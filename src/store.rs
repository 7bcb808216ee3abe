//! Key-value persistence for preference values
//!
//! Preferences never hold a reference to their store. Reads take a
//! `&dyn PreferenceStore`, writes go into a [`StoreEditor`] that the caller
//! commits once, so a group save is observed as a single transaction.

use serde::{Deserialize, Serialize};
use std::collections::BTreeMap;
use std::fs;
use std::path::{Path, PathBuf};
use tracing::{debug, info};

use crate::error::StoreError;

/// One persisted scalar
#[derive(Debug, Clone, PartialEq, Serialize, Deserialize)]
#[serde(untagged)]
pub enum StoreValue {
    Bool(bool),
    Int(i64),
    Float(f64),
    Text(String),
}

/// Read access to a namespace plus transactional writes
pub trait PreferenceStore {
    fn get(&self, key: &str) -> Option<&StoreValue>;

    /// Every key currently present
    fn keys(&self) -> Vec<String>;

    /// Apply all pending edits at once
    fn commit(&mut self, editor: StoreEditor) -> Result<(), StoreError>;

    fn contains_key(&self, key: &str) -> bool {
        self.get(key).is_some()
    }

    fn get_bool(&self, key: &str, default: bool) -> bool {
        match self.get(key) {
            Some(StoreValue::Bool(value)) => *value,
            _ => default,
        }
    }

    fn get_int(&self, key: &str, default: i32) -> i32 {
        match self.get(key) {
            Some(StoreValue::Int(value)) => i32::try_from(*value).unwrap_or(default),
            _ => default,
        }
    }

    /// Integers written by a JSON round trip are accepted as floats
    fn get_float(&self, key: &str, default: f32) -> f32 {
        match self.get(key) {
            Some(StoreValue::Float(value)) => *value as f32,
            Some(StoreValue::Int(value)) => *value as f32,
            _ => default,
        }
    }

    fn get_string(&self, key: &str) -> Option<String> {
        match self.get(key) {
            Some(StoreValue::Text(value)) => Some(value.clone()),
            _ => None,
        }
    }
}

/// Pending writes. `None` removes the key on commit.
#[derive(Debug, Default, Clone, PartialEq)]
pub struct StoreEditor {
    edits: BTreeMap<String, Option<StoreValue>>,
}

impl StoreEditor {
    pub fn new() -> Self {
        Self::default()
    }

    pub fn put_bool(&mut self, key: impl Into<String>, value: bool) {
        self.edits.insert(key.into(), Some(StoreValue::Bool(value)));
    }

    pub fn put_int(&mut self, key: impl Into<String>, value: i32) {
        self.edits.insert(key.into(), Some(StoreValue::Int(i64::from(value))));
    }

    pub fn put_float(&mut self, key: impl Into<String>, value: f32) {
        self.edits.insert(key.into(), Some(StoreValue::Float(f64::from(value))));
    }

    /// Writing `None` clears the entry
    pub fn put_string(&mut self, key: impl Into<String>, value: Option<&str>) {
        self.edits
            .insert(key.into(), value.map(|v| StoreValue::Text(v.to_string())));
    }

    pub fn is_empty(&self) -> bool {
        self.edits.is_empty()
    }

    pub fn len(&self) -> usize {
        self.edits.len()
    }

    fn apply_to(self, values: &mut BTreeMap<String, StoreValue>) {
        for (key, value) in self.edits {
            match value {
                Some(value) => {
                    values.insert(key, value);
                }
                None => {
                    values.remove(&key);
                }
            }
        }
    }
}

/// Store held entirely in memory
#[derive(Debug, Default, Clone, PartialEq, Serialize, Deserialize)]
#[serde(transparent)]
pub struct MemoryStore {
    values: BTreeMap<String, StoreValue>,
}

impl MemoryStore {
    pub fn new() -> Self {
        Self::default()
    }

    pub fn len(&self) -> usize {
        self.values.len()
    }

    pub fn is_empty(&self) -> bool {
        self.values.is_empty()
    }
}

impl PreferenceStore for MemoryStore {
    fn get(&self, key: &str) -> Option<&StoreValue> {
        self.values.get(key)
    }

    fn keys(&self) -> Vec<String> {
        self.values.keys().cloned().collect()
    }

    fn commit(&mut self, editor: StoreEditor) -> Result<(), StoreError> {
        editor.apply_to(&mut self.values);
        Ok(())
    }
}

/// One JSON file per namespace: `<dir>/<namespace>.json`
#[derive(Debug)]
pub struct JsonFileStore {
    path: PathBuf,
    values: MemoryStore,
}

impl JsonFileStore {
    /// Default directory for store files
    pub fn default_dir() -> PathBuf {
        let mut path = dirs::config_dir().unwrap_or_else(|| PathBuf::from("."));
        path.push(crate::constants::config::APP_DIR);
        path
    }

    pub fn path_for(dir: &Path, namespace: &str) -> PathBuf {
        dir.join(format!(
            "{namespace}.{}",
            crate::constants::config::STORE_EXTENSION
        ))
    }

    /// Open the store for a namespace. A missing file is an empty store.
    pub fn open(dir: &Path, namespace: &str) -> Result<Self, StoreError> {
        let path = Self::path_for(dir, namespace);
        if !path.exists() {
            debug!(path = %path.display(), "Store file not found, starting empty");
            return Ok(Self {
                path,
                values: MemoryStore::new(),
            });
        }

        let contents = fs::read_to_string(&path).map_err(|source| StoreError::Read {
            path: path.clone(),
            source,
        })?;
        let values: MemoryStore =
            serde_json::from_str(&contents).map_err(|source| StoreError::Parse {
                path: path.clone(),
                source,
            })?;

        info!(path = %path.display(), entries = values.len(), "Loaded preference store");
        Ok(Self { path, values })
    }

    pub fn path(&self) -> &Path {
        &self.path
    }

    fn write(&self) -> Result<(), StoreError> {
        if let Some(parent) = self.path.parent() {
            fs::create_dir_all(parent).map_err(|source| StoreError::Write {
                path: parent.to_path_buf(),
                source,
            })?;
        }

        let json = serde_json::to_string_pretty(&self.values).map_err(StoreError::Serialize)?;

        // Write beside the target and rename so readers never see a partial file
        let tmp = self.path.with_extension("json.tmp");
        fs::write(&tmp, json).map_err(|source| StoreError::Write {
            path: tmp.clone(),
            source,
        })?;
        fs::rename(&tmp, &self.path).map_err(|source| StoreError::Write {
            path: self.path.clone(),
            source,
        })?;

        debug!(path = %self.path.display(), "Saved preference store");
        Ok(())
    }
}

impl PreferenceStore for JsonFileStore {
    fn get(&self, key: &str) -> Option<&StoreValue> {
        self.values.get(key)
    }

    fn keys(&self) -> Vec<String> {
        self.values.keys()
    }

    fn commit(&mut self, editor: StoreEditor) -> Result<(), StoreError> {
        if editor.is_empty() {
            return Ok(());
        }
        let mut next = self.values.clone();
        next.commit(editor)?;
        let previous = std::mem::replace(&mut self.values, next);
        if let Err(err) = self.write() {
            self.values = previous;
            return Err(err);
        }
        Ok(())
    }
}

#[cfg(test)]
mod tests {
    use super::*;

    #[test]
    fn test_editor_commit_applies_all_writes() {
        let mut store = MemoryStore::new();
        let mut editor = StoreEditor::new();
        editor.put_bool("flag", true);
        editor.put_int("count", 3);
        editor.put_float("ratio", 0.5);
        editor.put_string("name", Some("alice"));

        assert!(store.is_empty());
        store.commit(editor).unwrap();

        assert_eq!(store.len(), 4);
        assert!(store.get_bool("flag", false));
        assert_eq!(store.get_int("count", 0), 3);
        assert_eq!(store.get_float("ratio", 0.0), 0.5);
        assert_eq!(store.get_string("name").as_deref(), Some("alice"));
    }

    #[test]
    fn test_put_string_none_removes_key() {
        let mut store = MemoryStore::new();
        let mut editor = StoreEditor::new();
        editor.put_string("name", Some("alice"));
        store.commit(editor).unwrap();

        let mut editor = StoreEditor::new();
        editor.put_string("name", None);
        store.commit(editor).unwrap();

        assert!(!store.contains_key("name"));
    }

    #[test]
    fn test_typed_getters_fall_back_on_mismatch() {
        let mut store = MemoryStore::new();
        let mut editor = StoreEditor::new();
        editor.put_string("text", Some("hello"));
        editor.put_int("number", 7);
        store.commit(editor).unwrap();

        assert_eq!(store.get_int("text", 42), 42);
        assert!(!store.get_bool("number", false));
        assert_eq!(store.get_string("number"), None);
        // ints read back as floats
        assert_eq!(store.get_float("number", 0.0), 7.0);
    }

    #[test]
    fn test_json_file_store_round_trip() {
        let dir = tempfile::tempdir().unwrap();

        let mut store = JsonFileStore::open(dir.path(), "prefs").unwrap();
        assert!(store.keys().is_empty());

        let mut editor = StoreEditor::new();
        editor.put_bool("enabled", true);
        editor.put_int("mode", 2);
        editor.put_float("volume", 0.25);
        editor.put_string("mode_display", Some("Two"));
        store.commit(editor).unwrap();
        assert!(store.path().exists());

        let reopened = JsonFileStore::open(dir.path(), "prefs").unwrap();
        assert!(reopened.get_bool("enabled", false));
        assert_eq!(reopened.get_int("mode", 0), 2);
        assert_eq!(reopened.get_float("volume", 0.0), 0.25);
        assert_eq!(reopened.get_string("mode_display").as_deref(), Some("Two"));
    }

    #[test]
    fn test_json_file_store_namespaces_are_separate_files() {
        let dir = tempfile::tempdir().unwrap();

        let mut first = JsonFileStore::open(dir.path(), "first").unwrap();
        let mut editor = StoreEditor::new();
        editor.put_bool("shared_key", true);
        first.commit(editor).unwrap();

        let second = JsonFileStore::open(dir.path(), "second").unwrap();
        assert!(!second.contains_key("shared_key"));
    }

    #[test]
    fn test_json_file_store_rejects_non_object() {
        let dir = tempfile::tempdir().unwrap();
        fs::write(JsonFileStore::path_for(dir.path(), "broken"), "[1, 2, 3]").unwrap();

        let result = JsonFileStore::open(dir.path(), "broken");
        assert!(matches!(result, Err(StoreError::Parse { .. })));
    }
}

DESCRIPTION OF THE TASK
Whichever lines of the records above hold the word "info" should all be copied out.

REPLY TO THE EXERCISE
use tracing::{debug, info};
        info!(path = %path.display(), entries = values.len(), "Loaded preference store");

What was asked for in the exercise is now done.